# What to produce
Report each line from the entries in which "behavior" can be found.

# Records provided
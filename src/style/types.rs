//! Style type definitions
//!
//! One enum per flexbox style property. These are the computed forms: no
//! cascade, no inheritance, just the values the layout algorithm consumes.

/// Text direction
///
/// CSS: `direction`
#[derive(Debug, Clone, Copy, PartialEq, Eq, Default)]
#[cfg_attr(feature = "serde", derive(serde::Serialize, serde::Deserialize))]
pub enum Direction {
  /// Left-to-right
  #[default]
  Ltr,
  /// Right-to-left
  Rtl,
}

/// Whether a node participates in layout at all
///
/// CSS: `display` (restricted to the flexbox-relevant values)
#[derive(Debug, Clone, Copy, PartialEq, Eq, Default)]
#[cfg_attr(feature = "serde", derive(serde::Serialize, serde::Deserialize))]
pub enum Display {
  /// Laid out as a flex container
  #[default]
  Flex,
  /// Removed from layout; the node and its subtree get a zero layout
  None,
}

/// Positioning scheme
///
/// CSS: `position`
#[derive(Debug, Clone, Copy, PartialEq, Eq, Default)]
#[cfg_attr(feature = "serde", derive(serde::Serialize, serde::Deserialize))]
pub enum PositionType {
  /// Normal flow; position offsets are ignored
  #[default]
  Static,
  /// Normal flow, then shifted by the position offsets
  Relative,
  /// Out of flow; positioned against the parent's padding box
  Absolute,
}

/// Main axis orientation of a flex container
///
/// CSS: `flex-direction`
#[derive(Debug, Clone, Copy, PartialEq, Eq, Default)]
#[cfg_attr(feature = "serde", derive(serde::Serialize, serde::Deserialize))]
pub enum FlexDirection {
  /// Horizontal, following text direction
  #[default]
  Row,
  /// Horizontal, against text direction
  RowReverse,
  /// Vertical, top to bottom
  Column,
  /// Vertical, bottom to top
  ColumnReverse,
}

impl FlexDirection {
  /// Returns true for the horizontal directions
  pub fn is_row(self) -> bool {
    matches!(self, Self::Row | Self::RowReverse)
  }

  /// Returns true for the reversed directions
  pub fn is_reverse(self) -> bool {
    matches!(self, Self::RowReverse | Self::ColumnReverse)
  }
}

/// Line wrapping behavior of a flex container
///
/// CSS: `flex-wrap`
#[derive(Debug, Clone, Copy, PartialEq, Eq, Default)]
#[cfg_attr(feature = "serde", derive(serde::Serialize, serde::Deserialize))]
pub enum FlexWrap {
  /// Single line, items may overflow
  #[default]
  NoWrap,
  /// Break into multiple lines when the main axis capacity is exceeded
  Wrap,
  /// Like `Wrap`, but lines stack in reverse cross-axis order
  WrapReverse,
}

/// Main-axis distribution of free space within a line
///
/// CSS: `justify-content`
#[derive(Debug, Clone, Copy, PartialEq, Eq, Default)]
#[cfg_attr(feature = "serde", derive(serde::Serialize, serde::Deserialize))]
pub enum Justify {
  /// Pack items at the main start
  #[default]
  FlexStart,
  /// Center items
  Center,
  /// Pack items at the main end
  FlexEnd,
  /// First and last items flush, equal gaps between
  SpaceBetween,
  /// Equal space around every item (half-size at the edges)
  SpaceAround,
  /// Equal space between items and at both edges
  SpaceEvenly,
}

/// Cross-axis alignment
///
/// CSS: `align-items`, `align-self`, `align-content`. One enum serves all
/// three; `Auto` is only meaningful for `align-self` (defer to the
/// container's `align-items`) and the `Space*` variants only for
/// `align-content`.
#[derive(Debug, Clone, Copy, PartialEq, Eq, Default)]
#[cfg_attr(feature = "serde", derive(serde::Serialize, serde::Deserialize))]
pub enum Align {
  /// Defer to the container's `align-items` (align-self only)
  #[default]
  Auto,
  /// Align to the cross start
  FlexStart,
  /// Center on the cross axis
  Center,
  /// Align to the cross end
  FlexEnd,
  /// Fill the line's cross size (when no definite cross size is set)
  Stretch,
  /// Align text baselines (row containers only)
  Baseline,
  /// First and last lines flush, equal gaps between (align-content only)
  SpaceBetween,
  /// Equal space around every line (align-content only)
  SpaceAround,
}

/// Overflow behavior for content exceeding the container bounds
///
/// CSS: `overflow`. Layout only records the value; clipping is the
/// renderer's concern.
#[derive(Debug, Clone, Copy, PartialEq, Eq, Default)]
#[cfg_attr(feature = "serde", derive(serde::Serialize, serde::Deserialize))]
pub enum Overflow {
  /// Content renders past the bounds
  #[default]
  Visible,
  /// Content is clipped
  Hidden,
  /// Content is clipped and scrollable
  Scroll,
}

/// Box edge selector for the per-edge setters
///
/// `Start` and `End` are logical horizontal edges resolved against the
/// text direction (and a reversed row axis); when set they take precedence
/// over `Left`/`Right`.
#[derive(Debug, Clone, Copy, PartialEq, Eq)]
#[cfg_attr(feature = "serde", derive(serde::Serialize, serde::Deserialize))]
pub enum Edge {
  /// Physical left edge
  Left,
  /// Physical top edge
  Top,
  /// Physical right edge
  Right,
  /// Physical bottom edge
  Bottom,
  /// Logical leading horizontal edge
  Start,
  /// Logical trailing horizontal edge
  End,
}

/// Gutter selector for the gap setters
#[derive(Debug, Clone, Copy, PartialEq, Eq)]
#[cfg_attr(feature = "serde", derive(serde::Serialize, serde::Deserialize))]
pub enum Gutter {
  /// Gap between flex lines (cross axis of a row container)
  Row,
  /// Gap between items within a line (main axis of a row container)
  Column,
}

# Answer to this task
/// Line wrapping behavior of a flex container
/// Overflow behavior for content exceeding the container bounds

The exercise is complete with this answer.